_Your assignment_. Of all the lines below, return only those starting with the line holding "self.records.remove(name)" and going on through the line holding "in sorted order.", exactly as written.

[[ Given records open ]]

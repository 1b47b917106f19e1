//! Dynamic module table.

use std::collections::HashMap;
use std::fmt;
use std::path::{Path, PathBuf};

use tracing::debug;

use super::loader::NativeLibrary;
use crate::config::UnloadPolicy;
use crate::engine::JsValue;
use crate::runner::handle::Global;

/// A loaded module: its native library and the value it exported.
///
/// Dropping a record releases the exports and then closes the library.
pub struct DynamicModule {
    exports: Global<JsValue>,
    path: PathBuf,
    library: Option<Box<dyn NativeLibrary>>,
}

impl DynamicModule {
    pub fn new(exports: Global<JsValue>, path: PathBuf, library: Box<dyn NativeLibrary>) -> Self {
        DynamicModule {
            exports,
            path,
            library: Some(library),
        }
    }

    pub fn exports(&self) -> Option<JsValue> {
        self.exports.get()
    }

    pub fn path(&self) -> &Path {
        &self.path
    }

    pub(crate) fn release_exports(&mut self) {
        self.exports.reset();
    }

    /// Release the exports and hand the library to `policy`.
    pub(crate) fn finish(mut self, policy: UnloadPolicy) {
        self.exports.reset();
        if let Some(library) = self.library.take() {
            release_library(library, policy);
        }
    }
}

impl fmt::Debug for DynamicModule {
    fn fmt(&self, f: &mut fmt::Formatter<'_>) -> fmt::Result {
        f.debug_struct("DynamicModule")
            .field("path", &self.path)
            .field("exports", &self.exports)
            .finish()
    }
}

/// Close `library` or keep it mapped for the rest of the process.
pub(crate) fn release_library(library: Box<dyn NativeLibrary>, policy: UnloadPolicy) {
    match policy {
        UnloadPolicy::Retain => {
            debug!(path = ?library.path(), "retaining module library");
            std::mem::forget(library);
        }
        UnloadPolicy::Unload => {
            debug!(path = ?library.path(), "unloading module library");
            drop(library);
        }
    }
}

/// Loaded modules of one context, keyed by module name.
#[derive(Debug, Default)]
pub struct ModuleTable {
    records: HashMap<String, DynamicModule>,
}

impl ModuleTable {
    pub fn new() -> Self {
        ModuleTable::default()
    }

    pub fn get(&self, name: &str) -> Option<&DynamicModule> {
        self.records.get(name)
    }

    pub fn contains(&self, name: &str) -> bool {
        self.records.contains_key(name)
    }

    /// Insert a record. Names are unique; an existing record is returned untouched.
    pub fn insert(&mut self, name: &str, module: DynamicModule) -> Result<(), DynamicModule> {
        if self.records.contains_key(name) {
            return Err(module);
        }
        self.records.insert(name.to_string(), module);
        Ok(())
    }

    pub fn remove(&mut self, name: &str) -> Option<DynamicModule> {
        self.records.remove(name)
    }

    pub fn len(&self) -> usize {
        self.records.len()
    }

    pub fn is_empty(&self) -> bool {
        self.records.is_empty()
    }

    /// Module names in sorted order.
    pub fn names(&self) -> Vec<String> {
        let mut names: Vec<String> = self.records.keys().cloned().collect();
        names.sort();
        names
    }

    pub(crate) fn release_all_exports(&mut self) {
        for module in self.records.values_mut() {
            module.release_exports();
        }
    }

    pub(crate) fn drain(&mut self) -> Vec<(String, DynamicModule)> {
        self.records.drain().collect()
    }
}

[[ Given records closed ]]

_Task result_.
        self.records.remove(name)
    }

    pub fn len(&self) -> usize {
        self.records.len()
    }

    pub fn is_empty(&self) -> bool {
        self.records.is_empty()
    }

    /// Module names in sorted order.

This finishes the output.